What you will do: Look through the data below and return each line where "status" appears.

--- Extracted records Enclosed Below ---

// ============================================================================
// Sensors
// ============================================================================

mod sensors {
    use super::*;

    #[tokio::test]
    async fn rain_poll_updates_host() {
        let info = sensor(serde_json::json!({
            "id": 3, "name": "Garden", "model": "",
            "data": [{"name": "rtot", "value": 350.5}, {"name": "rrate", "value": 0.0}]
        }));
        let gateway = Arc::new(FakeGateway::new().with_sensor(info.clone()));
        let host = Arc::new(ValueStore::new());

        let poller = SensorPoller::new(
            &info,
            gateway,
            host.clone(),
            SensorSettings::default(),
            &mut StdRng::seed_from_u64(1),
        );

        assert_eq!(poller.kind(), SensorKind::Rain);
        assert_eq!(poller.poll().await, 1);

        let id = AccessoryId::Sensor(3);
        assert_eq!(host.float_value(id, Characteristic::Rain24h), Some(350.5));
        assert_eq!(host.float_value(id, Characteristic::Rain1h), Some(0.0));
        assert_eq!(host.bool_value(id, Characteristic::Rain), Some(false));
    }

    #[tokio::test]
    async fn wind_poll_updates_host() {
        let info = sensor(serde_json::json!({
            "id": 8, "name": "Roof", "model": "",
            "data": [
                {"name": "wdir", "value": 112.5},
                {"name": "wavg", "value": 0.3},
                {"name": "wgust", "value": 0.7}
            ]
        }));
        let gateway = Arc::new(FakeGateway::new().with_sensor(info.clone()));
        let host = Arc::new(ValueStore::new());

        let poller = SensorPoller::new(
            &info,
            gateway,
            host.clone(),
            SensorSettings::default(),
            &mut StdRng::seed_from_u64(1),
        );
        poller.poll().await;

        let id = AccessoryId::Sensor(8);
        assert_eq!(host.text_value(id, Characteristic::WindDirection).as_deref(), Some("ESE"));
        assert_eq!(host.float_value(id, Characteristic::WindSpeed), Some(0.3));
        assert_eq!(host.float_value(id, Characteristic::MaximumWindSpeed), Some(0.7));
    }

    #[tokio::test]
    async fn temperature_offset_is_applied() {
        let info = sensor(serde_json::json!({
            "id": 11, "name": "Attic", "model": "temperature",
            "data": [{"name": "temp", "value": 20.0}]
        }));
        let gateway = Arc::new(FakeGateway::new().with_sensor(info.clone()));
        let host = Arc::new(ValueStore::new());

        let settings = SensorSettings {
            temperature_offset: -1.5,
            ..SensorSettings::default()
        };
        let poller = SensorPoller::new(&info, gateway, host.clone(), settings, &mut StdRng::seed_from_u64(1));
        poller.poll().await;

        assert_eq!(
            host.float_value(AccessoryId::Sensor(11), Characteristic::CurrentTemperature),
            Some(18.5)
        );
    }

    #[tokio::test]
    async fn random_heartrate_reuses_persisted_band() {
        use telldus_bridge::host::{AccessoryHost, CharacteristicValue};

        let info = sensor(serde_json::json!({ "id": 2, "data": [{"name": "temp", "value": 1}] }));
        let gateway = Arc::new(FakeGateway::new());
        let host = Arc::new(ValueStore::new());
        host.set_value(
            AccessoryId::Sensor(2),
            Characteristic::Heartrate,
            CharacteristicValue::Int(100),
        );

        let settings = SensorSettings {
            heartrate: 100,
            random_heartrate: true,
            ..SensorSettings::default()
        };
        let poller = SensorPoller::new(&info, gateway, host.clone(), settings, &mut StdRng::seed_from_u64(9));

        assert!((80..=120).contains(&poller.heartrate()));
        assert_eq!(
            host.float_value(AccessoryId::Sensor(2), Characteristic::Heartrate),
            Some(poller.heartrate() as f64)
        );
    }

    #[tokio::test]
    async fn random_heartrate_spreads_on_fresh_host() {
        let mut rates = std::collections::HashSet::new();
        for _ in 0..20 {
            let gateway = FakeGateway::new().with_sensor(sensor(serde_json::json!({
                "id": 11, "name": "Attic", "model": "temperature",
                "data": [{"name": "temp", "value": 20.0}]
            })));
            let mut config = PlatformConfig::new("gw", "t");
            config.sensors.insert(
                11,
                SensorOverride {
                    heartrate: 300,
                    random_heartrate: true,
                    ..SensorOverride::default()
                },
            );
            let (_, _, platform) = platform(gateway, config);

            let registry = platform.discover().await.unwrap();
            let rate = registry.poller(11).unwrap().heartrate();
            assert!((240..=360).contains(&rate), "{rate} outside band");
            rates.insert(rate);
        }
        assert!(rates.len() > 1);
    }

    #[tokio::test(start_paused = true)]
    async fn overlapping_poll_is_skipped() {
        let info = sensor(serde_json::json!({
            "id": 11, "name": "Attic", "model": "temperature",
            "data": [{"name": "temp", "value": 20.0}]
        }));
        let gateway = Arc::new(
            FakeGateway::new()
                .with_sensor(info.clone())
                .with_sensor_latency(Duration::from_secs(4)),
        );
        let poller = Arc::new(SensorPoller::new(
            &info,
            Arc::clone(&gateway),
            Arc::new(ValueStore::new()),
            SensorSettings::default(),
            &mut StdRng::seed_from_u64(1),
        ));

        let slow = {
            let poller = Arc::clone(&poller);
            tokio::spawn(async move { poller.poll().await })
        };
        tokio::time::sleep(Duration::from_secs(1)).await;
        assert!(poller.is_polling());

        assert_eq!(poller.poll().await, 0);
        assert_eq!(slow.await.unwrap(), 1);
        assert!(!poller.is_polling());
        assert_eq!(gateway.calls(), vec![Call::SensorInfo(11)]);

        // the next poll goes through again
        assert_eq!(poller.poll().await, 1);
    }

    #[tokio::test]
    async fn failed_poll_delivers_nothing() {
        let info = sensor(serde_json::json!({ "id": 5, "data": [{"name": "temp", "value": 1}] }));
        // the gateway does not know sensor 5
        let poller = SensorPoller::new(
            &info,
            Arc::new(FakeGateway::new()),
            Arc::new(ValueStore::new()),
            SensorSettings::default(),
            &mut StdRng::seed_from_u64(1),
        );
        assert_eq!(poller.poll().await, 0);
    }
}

--- End of Enclosed Extracted records ---
--- Extracted records Enclosed Below ---

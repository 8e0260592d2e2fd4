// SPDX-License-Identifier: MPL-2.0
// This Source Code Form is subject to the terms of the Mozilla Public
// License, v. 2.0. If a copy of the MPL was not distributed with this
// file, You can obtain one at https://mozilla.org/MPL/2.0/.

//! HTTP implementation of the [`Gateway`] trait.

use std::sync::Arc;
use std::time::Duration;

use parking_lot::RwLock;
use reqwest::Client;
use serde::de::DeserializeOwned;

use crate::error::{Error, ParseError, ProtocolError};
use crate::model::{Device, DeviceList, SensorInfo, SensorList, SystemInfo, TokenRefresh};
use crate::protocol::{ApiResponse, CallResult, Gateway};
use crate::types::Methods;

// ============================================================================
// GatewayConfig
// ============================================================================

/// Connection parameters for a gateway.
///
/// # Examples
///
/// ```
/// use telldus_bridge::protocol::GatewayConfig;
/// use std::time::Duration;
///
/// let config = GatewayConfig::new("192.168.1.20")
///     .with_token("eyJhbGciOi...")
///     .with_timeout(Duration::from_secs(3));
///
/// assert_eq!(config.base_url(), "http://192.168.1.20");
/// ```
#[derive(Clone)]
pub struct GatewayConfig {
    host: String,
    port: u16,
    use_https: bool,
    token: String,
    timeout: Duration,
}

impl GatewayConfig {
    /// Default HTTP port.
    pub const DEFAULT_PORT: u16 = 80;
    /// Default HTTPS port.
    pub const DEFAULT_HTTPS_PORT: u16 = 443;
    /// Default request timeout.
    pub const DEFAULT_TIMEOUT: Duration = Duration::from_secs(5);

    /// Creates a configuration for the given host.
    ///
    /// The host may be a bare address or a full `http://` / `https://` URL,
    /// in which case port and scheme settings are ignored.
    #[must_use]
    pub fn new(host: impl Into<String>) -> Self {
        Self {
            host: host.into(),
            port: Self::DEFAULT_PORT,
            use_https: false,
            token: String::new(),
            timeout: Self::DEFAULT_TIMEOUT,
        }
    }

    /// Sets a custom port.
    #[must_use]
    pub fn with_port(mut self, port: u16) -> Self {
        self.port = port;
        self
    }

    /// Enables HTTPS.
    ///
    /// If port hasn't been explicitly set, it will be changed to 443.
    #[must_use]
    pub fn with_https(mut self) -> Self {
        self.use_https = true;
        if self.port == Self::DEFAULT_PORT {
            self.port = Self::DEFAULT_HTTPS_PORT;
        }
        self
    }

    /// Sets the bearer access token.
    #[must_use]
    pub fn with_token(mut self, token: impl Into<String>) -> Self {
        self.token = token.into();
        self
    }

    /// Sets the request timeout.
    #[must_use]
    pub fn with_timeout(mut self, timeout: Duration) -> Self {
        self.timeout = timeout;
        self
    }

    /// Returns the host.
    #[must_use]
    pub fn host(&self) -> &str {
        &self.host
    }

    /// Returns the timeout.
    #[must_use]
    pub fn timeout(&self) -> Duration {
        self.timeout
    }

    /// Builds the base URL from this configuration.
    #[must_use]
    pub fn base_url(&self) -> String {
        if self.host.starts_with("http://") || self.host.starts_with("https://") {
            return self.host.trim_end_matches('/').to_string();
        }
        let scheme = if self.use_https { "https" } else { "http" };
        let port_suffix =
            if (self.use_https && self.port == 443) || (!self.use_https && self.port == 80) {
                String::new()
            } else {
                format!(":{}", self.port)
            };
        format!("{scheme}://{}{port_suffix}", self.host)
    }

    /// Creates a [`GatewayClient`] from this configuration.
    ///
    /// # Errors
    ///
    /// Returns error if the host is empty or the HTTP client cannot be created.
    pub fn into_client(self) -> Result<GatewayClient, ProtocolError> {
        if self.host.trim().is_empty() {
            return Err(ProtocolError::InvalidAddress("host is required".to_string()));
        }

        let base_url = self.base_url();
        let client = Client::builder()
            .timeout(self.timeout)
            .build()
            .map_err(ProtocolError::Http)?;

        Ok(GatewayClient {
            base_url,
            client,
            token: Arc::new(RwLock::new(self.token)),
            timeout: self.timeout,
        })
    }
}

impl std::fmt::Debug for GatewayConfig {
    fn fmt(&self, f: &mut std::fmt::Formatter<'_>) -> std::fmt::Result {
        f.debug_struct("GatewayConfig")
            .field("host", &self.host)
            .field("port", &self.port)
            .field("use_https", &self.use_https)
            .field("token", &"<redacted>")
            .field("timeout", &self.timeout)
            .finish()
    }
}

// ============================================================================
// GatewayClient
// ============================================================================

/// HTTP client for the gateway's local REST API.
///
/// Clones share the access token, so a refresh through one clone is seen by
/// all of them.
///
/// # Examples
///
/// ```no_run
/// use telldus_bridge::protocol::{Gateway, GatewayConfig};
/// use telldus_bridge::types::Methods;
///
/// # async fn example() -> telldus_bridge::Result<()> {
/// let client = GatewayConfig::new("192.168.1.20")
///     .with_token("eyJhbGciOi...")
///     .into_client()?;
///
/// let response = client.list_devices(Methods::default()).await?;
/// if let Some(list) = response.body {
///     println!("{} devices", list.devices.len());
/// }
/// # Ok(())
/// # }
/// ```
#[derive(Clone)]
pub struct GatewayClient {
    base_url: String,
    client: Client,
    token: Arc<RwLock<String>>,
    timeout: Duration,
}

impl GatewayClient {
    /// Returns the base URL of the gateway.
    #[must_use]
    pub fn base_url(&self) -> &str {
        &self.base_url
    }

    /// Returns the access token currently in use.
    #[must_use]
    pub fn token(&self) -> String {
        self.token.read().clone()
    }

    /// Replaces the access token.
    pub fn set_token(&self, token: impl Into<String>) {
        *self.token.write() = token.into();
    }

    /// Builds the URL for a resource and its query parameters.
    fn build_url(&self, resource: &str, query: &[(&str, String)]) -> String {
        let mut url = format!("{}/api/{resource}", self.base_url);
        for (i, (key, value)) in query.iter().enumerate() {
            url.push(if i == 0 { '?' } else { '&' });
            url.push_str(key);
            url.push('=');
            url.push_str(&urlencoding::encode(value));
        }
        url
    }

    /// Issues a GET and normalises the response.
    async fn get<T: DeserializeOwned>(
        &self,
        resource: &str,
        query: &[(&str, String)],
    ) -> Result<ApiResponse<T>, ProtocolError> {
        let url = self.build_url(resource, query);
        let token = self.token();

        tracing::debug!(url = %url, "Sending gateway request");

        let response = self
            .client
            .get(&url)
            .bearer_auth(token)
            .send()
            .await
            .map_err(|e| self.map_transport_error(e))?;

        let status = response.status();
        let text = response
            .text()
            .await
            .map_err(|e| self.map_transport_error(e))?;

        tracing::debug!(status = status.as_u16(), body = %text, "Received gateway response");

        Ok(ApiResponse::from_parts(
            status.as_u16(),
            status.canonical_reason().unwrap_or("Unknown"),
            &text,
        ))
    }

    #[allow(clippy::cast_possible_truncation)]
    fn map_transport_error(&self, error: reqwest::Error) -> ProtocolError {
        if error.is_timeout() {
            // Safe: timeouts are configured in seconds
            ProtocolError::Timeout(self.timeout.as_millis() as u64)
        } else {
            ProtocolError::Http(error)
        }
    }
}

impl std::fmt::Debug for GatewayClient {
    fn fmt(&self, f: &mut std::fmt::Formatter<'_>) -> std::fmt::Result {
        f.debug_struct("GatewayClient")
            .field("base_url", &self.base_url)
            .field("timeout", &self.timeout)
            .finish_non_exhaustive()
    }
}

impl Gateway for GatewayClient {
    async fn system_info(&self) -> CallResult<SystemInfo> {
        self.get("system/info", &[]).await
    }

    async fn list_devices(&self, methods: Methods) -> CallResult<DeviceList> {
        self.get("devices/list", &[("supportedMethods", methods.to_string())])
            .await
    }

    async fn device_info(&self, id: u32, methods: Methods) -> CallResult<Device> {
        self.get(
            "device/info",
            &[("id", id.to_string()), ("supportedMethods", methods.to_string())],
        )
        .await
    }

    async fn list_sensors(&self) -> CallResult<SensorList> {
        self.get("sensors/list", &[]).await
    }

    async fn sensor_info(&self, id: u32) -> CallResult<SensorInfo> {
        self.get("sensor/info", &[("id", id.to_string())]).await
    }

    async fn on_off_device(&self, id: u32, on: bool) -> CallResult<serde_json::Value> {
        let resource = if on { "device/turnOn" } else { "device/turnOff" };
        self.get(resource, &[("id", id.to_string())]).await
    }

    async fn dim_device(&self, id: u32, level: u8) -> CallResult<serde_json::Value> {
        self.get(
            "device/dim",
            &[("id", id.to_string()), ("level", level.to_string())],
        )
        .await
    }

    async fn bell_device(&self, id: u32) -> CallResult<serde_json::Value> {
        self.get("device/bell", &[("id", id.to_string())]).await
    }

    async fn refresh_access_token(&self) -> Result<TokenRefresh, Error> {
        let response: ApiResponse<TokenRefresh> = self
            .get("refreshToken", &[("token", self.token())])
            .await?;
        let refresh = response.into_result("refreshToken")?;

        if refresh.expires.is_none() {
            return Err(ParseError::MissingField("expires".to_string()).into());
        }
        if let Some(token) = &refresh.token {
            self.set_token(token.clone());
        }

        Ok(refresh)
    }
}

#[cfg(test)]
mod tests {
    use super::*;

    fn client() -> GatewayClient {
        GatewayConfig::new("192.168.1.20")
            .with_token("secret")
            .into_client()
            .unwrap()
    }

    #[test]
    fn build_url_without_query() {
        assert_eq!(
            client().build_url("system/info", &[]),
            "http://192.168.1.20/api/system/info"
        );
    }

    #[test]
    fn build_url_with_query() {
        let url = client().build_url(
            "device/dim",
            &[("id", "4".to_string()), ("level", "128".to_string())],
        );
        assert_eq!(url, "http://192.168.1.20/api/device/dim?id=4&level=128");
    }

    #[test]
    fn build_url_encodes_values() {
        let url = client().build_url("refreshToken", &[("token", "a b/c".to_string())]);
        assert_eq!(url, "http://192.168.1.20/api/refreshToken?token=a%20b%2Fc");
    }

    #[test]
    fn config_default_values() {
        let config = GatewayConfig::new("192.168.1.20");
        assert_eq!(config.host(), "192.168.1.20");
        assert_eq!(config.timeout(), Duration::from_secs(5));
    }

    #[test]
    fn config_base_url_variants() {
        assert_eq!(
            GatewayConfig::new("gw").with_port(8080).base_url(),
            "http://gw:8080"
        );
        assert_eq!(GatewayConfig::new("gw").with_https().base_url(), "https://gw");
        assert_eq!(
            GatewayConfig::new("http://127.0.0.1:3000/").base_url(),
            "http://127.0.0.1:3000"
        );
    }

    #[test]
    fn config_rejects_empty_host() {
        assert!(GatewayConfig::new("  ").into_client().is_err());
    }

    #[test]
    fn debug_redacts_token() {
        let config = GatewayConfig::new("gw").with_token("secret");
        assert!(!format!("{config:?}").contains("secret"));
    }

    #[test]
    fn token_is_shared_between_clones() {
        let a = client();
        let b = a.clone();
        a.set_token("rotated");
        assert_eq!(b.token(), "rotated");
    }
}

--- End of Enclosed Extracted records ---

Exercise solution:
        let status = response.status();
        tracing::debug!(status = status.as_u16(), body = %text, "Received gateway response");
            status.as_u16(),
            status.canonical_reason().unwrap_or("Unknown"),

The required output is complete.